We were at a restaurant and I brought my daughter in to the bathroom to pee. I was propping her up on the gigantic public toilet, helping to hold her little body balanced on there so that she didn’t fall in.
I’m in a rather uncomfortable squat, wearing a dress with long flowy sleeves, one of which I realized was touching the rim of the toilet (ICK!! But I stayed calm and present, thank you, RIE!). My daughter was taking her time, chat, chat, chatting away. We heard someone go into the stall next to us, which prompted some more narration from my daughter.
Finally, I realized that I didn’t think she was going to pee, so I asked her, “no pee pee, my love?” She said nope. And I calmly said something like, “ok, if you get the pee pee feeling again, just let me know and we can come right back.”
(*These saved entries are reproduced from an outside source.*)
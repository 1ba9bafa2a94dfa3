//! Command trait and built-in variants
//!
//! A [`Command`] is a unit of work that can be executed against the
//! provisioning backend, undone if execution fails, and flattened into a
//! [`SerializedCommand`] for queueing. Variants are plain structs dispatched
//! through the registry's kind-keyed constructor table; there is no
//! inheritance hierarchy to mirror.

use std::fmt::Debug;

use crate::envelope::{FieldMap, SerializedCommand};
use crate::error::{ExecutionError, MalformedCommandError};
use crate::provisioner::ProvisioningApi;

/// A serializable, executable, undoable unit of work
///
/// # Contract
/// - `serialize` is total for valid commands and embeds `kind()` as the tag
/// - `undo` is only meaningful after a failed `execute`; it compensates the
///   partial effect, it does not roll back a success
/// - Implementations hold plain data only, no live references
///
/// # Example
/// ```rust,ignore
/// let cmd = CreateCustomer::new("123", customer_data);
/// let envelope = cmd.serialize();
/// let back = registry.create(&envelope)?;
/// assert_eq!(back.serialize(), envelope);
/// ```
#[async_trait::async_trait]
pub trait Command: Debug + Send + Sync {
    /// Stable tag identifying this variant in serialized form
    fn kind(&self) -> &'static str;

    /// Perform the side effect against the injected collaborator
    ///
    /// # Errors
    /// `ExecutionError` when the external operation fails
    async fn execute(&self, api: &dyn ProvisioningApi) -> Result<(), ExecutionError>;

    /// Best-effort compensating action after a failed `execute`
    ///
    /// # Errors
    /// `ExecutionError` when the compensating operation itself fails; the
    /// scheduler escalates this, it never feeds back into the flow
    async fn undo(&self, api: &dyn ProvisioningApi) -> Result<(), ExecutionError>;

    /// Flatten into the kind-tagged envelope
    fn serialize(&self) -> SerializedCommand;
}

/// Create a customer record, compensated by deleting it
#[derive(Debug, Clone, PartialEq)]
pub struct CreateCustomer {
    customer_id: String,
    customer_data: FieldMap,
}

impl CreateCustomer {
    /// Kind tag for this variant
    pub const KIND: &'static str = "create_customer";

    /// Create a new command
    #[inline]
    #[must_use]
    pub fn new(customer_id: impl Into<String>, customer_data: FieldMap) -> Self {
        Self {
            customer_id: customer_id.into(),
            customer_data,
        }
    }

    /// Customer identifier
    #[inline]
    #[must_use]
    pub fn customer_id(&self) -> &str {
        &self.customer_id
    }

    /// Customer payload forwarded to the backend
    #[inline]
    #[must_use]
    pub fn customer_data(&self) -> &FieldMap {
        &self.customer_data
    }

    /// Rebuild from a serialized envelope
    ///
    /// The caller (normally the registry) has already matched the kind tag.
    ///
    /// # Errors
    /// `MalformedCommandError` if required fields are absent or mistyped
    pub fn from_serialized(serialized: &SerializedCommand) -> Result<Self, MalformedCommandError> {
        Ok(Self {
            customer_id: serialized.require_str("customer_id")?.to_string(),
            customer_data: serialized.require_object("customer_data")?.clone(),
        })
    }

    /// Boxed constructor with the registry's function-pointer signature
    ///
    /// # Errors
    /// Same as [`Self::from_serialized`]
    pub fn reconstruct(
        serialized: &SerializedCommand,
    ) -> Result<Box<dyn Command>, MalformedCommandError> {
        Ok(Box::new(Self::from_serialized(serialized)?))
    }
}

#[async_trait::async_trait]
impl Command for CreateCustomer {
    fn kind(&self) -> &'static str {
        Self::KIND
    }

    async fn execute(&self, api: &dyn ProvisioningApi) -> Result<(), ExecutionError> {
        api.create_customer(&self.customer_id, &self.customer_data)
            .await
    }

    async fn undo(&self, api: &dyn ProvisioningApi) -> Result<(), ExecutionError> {
        api.delete_customer(&self.customer_id).await
    }

    fn serialize(&self) -> SerializedCommand {
        SerializedCommand::new(Self::KIND)
            .with_field("customer_id", self.customer_id.clone())
            .with_field("customer_data", self.customer_data.clone())
    }
}

/// Provision a resource, compensated by releasing it
#[derive(Debug, Clone, PartialEq)]
pub struct ProvisionResources {
    resource_id: String,
    resource_config: FieldMap,
}

impl ProvisionResources {
    /// Kind tag for this variant
    pub const KIND: &'static str = "provision_resources";

    /// Create a new command
    #[inline]
    #[must_use]
    pub fn new(resource_id: impl Into<String>, resource_config: FieldMap) -> Self {
        Self {
            resource_id: resource_id.into(),
            resource_config,
        }
    }

    /// Resource identifier
    #[inline]
    #[must_use]
    pub fn resource_id(&self) -> &str {
        &self.resource_id
    }

    /// Resource configuration forwarded to the backend
    #[inline]
    #[must_use]
    pub fn resource_config(&self) -> &FieldMap {
        &self.resource_config
    }

    /// Rebuild from a serialized envelope
    ///
    /// # Errors
    /// `MalformedCommandError` if required fields are absent or mistyped
    pub fn from_serialized(serialized: &SerializedCommand) -> Result<Self, MalformedCommandError> {
        Ok(Self {
            resource_id: serialized.require_str("resource_id")?.to_string(),
            resource_config: serialized.require_object("resource_config")?.clone(),
        })
    }

    /// Boxed constructor with the registry's function-pointer signature
    ///
    /// # Errors
    /// Same as [`Self::from_serialized`]
    pub fn reconstruct(
        serialized: &SerializedCommand,
    ) -> Result<Box<dyn Command>, MalformedCommandError> {
        Ok(Box::new(Self::from_serialized(serialized)?))
    }
}

#[async_trait::async_trait]
impl Command for ProvisionResources {
    fn kind(&self) -> &'static str {
        Self::KIND
    }

    async fn execute(&self, api: &dyn ProvisioningApi) -> Result<(), ExecutionError> {
        api.provision(&self.resource_id, &self.resource_config)
            .await
    }

    async fn undo(&self, api: &dyn ProvisioningApi) -> Result<(), ExecutionError> {
        api.deprovision(&self.resource_id).await
    }

    fn serialize(&self) -> SerializedCommand {
        SerializedCommand::new(Self::KIND)
            .with_field("resource_id", self.resource_id.clone())
            .with_field("resource_config", self.resource_config.clone())
    }
}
I didn’t think anything of this interaction, so when I came out of the stall, and the woman who had been in there with us said to me “you’re such a great mom,” I admittedly felt very confused, and I’m sure my face showed that. I was thinking, ok thank you but how can you tell by just overhearing in a bathroom?
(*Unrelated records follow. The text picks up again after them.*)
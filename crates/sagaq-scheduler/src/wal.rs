//! Durable write-ahead-log queue
//!
//! [`WalQueue`] persists the queue as an append-only log, one serde record
//! per line. An envelope enters the log as a `scheduled` record and leaves
//! it as an `acked` record; the pending set is whatever has been scheduled
//! but not acked. Opening a log replays it, so entries that were in flight
//! when a process died come back as recovered work.

use std::collections::VecDeque;
use std::fs::{File, OpenOptions};
use std::io::{BufRead, BufReader, BufWriter, Write};
use std::path::{Path, PathBuf};

use chrono::{DateTime, Utc};
use sagaq_command::SerializedCommand;
use serde::{Deserialize, Serialize};

use crate::queue::{QueueBackend, QueueEntry, QueueError};

/// One line in the log file
#[derive(Debug, Clone, Serialize, Deserialize)]
#[serde(tag = "op", rename_all = "snake_case")]
enum WalRecord {
    /// Envelope accepted into the queue
    Scheduled {
        seq: u64,
        at: DateTime<Utc>,
        command: SerializedCommand,
    },
    /// Entry reached a terminal disposition and left the queue
    Acked { seq: u64 },
}

/// Append-only durable FIFO queue
///
/// # Invariants
/// - An entry is pending iff its `scheduled` record has no matching `acked`
///   record
/// - The instance assumes exclusive ownership of the file; callers must not
///   open the same log twice concurrently
pub struct WalQueue {
    path: PathBuf,
    writer: BufWriter<File>,
    pending: VecDeque<QueueEntry>,
    next_seq: u64,
    recovered: usize,
    sync_on_append: bool,
}

impl std::fmt::Debug for WalQueue {
    fn fmt(&self, f: &mut std::fmt::Formatter<'_>) -> std::fmt::Result {
        f.debug_struct("WalQueue")
            .field("path", &self.path)
            .field("pending", &self.pending.len())
            .field("next_seq", &self.next_seq)
            .field("recovered", &self.recovered)
            .finish_non_exhaustive()
    }
}

impl WalQueue {
    /// Open a log, replaying any existing records
    ///
    /// A partial trailing line (torn write from a crash) is discarded and the
    /// file is truncated back to the last intact record, so later appends
    /// start on a clean line boundary; a corrupt line anywhere else fails the
    /// open.
    ///
    /// # Errors
    /// `QueueError::Io` on filesystem failure, `QueueError::Corrupt` on a
    /// damaged interior record
    pub fn open(path: impl AsRef<Path>) -> Result<Self, QueueError> {
        let path = path.as_ref().to_path_buf();
        let mut pending: VecDeque<QueueEntry> = VecDeque::new();
        let mut next_seq = 1u64;

        if path.exists() {
            // byte offset of each line's end, so a torn tail can be cut off
            // exactly where the last intact record finished
            let mut reader = BufReader::new(File::open(&path)?);
            let mut lines: Vec<(String, u64)> = Vec::new();
            let mut file_len = 0u64;
            loop {
                let mut line = String::new();
                let read = reader.read_line(&mut line)?;
                if read == 0 {
                    break;
                }
                file_len += read as u64;
                while line.ends_with('\n') || line.ends_with('\r') {
                    line.pop();
                }
                lines.push((line, file_len));
            }
            let last = lines.len().saturating_sub(1);
            let mut intact_len = 0u64;

            for (index, (line, end)) in lines.iter().enumerate() {
                if line.is_empty() {
                    intact_len = *end;
                    continue;
                }
                let record: WalRecord = match serde_json::from_str(line) {
                    Ok(record) => record,
                    Err(_) if index == last => {
                        tracing::warn!(
                            "dropping torn trailing record at line {} of {}",
                            index + 1,
                            path.display()
                        );
                        break;
                    }
                    Err(source) => {
                        return Err(QueueError::Corrupt {
                            line: index + 1,
                            source,
                        });
                    }
                };
                match record {
                    WalRecord::Scheduled { seq, command, .. } => {
                        next_seq = next_seq.max(seq + 1);
                        pending.push_back(QueueEntry { seq, command });
                    }
                    WalRecord::Acked { seq } => {
                        pending.retain(|entry| entry.seq != seq);
                    }
                }
                intact_len = *end;
            }

            if file_len > intact_len {
                let file = OpenOptions::new().write(true).open(&path)?;
                file.set_len(intact_len)?;
                file.sync_data()?;
            }
        }

        let writer = BufWriter::new(OpenOptions::new().create(true).append(true).open(&path)?);
        let recovered = pending.len();
        if recovered > 0 {
            tracing::info!(
                "recovered {} pending command(s) from {}",
                recovered,
                path.display()
            );
        }

        Ok(Self {
            path,
            writer,
            pending,
            next_seq,
            recovered,
            sync_on_append: true,
        })
    }

    /// Disable or enable fsync after each record
    ///
    /// On by default. Turning it off trades durability for throughput.
    #[must_use]
    pub fn with_sync(mut self, enabled: bool) -> Self {
        self.sync_on_append = enabled;
        self
    }

    /// Number of entries carried over from a previous run
    #[inline]
    #[must_use]
    pub fn recovered(&self) -> usize {
        self.recovered
    }

    /// Path of the backing log file
    #[inline]
    #[must_use]
    pub fn path(&self) -> &Path {
        &self.path
    }

    /// Iterate over pending entries in FIFO order
    pub fn pending(&self) -> impl Iterator<Item = &QueueEntry> {
        self.pending.iter()
    }

    fn write_record(&mut self, record: &WalRecord) -> Result<(), QueueError> {
        let line = serde_json::to_string(record)?;
        writeln!(self.writer, "{}", line)?;
        self.writer.flush()?;
        if self.sync_on_append {
            self.writer.get_ref().sync_data()?;
        }
        Ok(())
    }
}

impl QueueBackend for WalQueue {
    fn append(&mut self, command: &SerializedCommand) -> Result<u64, QueueError> {
        let seq = self.next_seq;
        self.write_record(&WalRecord::Scheduled {
            seq,
            at: Utc::now(),
            command: command.clone(),
        })?;
        self.next_seq += 1;
        self.pending.push_back(QueueEntry {
            seq,
            command: command.clone(),
        });
        Ok(seq)
    }

    fn head(&self) -> Result<Option<QueueEntry>, QueueError> {
        Ok(self.pending.front().cloned())
    }

    fn ack(&mut self, seq: u64) -> Result<(), QueueError> {
        let Some(index) = self.pending.iter().position(|e| e.seq == seq) else {
            return Err(QueueError::UnknownSeq(seq));
        };
        // the record hits disk before the in-memory view changes
        self.write_record(&WalRecord::Acked { seq })?;
        self.pending.remove(index);
        Ok(())
    }

    fn len(&self) -> usize {
        self.pending.len()
    }
}

#[cfg(test)]
mod tests {
    use super::*;

    fn envelope(kind: &str) -> SerializedCommand {
        SerializedCommand::new(kind).with_field("marker", kind.to_uppercase())
    }

    #[test]
    fn open_missing_file_is_empty() {
        let dir = tempfile::tempdir().unwrap();
        let queue = WalQueue::open(dir.path().join("queue.wal")).unwrap();
        assert!(queue.is_empty());
        assert_eq!(queue.recovered(), 0);
    }

    #[test]
    fn entries_survive_reopen() {
        let dir = tempfile::tempdir().unwrap();
        let path = dir.path().join("queue.wal");

        let mut queue = WalQueue::open(&path).unwrap();
        queue.append(&envelope("first")).unwrap();
        queue.append(&envelope("second")).unwrap();
        drop(queue);

        let queue = WalQueue::open(&path).unwrap();
        assert_eq!(queue.len(), 2);
        assert_eq!(queue.recovered(), 2);
        assert_eq!(queue.head().unwrap().unwrap().command.kind(), "first");
    }

    #[test]
    fn acked_entries_never_replay() {
        let dir = tempfile::tempdir().unwrap();
        let path = dir.path().join("queue.wal");

        let mut queue = WalQueue::open(&path).unwrap();
        let first = queue.append(&envelope("first")).unwrap();
        queue.append(&envelope("second")).unwrap();
        queue.ack(first).unwrap();
        drop(queue);

        let queue = WalQueue::open(&path).unwrap();
        assert_eq!(queue.recovered(), 1);
        assert_eq!(queue.head().unwrap().unwrap().command.kind(), "second");
    }

    #[test]
    fn sequences_continue_after_reopen() {
        let dir = tempfile::tempdir().unwrap();
        let path = dir.path().join("queue.wal");

        let mut queue = WalQueue::open(&path).unwrap();
        let a = queue.append(&envelope("a")).unwrap();
        drop(queue);

        let mut queue = WalQueue::open(&path).unwrap();
        let b = queue.append(&envelope("b")).unwrap();
        assert!(b > a);
    }

    #[test]
    fn torn_trailing_line_is_ignored() {
        let dir = tempfile::tempdir().unwrap();
        let path = dir.path().join("queue.wal");

        let mut queue = WalQueue::open(&path).unwrap();
        queue.append(&envelope("kept")).unwrap();
        drop(queue);

        // simulate a crash mid-write
        let mut file = OpenOptions::new().append(true).open(&path).unwrap();
        write!(file, "{{\"op\":\"sched").unwrap();
        drop(file);

        let queue = WalQueue::open(&path).unwrap();
        assert_eq!(queue.len(), 1);
        assert_eq!(queue.head().unwrap().unwrap().command.kind(), "kept");
    }

    #[test]
    fn appends_after_torn_tail_survive_reopen() {
        let dir = tempfile::tempdir().unwrap();
        let path = dir.path().join("queue.wal");

        let mut queue = WalQueue::open(&path).unwrap();
        queue.append(&envelope("kept")).unwrap();
        drop(queue);

        // simulate a crash mid-write
        let mut file = OpenOptions::new().append(true).open(&path).unwrap();
        write!(file, "{{\"op\":\"sched").unwrap();
        drop(file);

        // recovery must leave the file appendable, not glue the next record
        // onto the torn bytes
        let mut queue = WalQueue::open(&path).unwrap();
        assert_eq!(queue.len(), 1);
        queue.append(&envelope("fresh")).unwrap();
        drop(queue);

        let queue = WalQueue::open(&path).unwrap();
        assert_eq!(queue.len(), 2);
        let kinds: Vec<&str> = queue
            .pending()
            .map(|entry| entry.command.kind())
            .collect();
        assert_eq!(kinds, ["kept", "fresh"]);
    }

    #[test]
    fn corrupt_interior_line_fails_open() {
        let dir = tempfile::tempdir().unwrap();
        let path = dir.path().join("queue.wal");

        let mut file = File::create(&path).unwrap();
        writeln!(file, "not json at all").unwrap();
        writeln!(
            file,
            "{}",
            serde_json::to_string(&WalRecord::Acked { seq: 1 }).unwrap()
        )
        .unwrap();
        drop(file);

        let err = WalQueue::open(&path).unwrap_err();
        assert!(matches!(err, QueueError::Corrupt { line: 1, .. }));
    }

    #[test]
    fn ack_unknown_seq_errors() {
        let dir = tempfile::tempdir().unwrap();
        let mut queue = WalQueue::open(dir.path().join("queue.wal")).unwrap();
        assert!(matches!(queue.ack(7), Err(QueueError::UnknownSeq(7))));
    }

    #[test]
    fn envelope_fields_survive_the_log() {
        let dir = tempfile::tempdir().unwrap();
        let path = dir.path().join("queue.wal");

        let original = envelope("first");
        let mut queue = WalQueue::open(&path).unwrap();
        queue.append(&original).unwrap();
        drop(queue);

        let queue = WalQueue::open(&path).unwrap();
        assert_eq!(queue.head().unwrap().unwrap().command, original);
    }
}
She elaborated and said “the way you speak to her- the tone, the words you choose. It’s really very special.” And then she added, “I’m a kindergarten teacher, so believe me, I know.” Haha! And suddenly it all made sense and I thanked her so much for the compliment, and told her it really meant so much to me.
And it did. I couldn’t stop thinking about it. It was just so kind, and validating for me, but more than that, it sort of highlighted all that I’ve learned through RIE. And it made me realize, oh wow, we DO really speak to, and approach children differently. And I think because we often are in this RIE bubble, I don’t see it, because all of the other parents around me also speak to their children this way.
But you do speak to your children in a special way, and it does make such a difference. I see it, other educators see it, and your children are embodying it.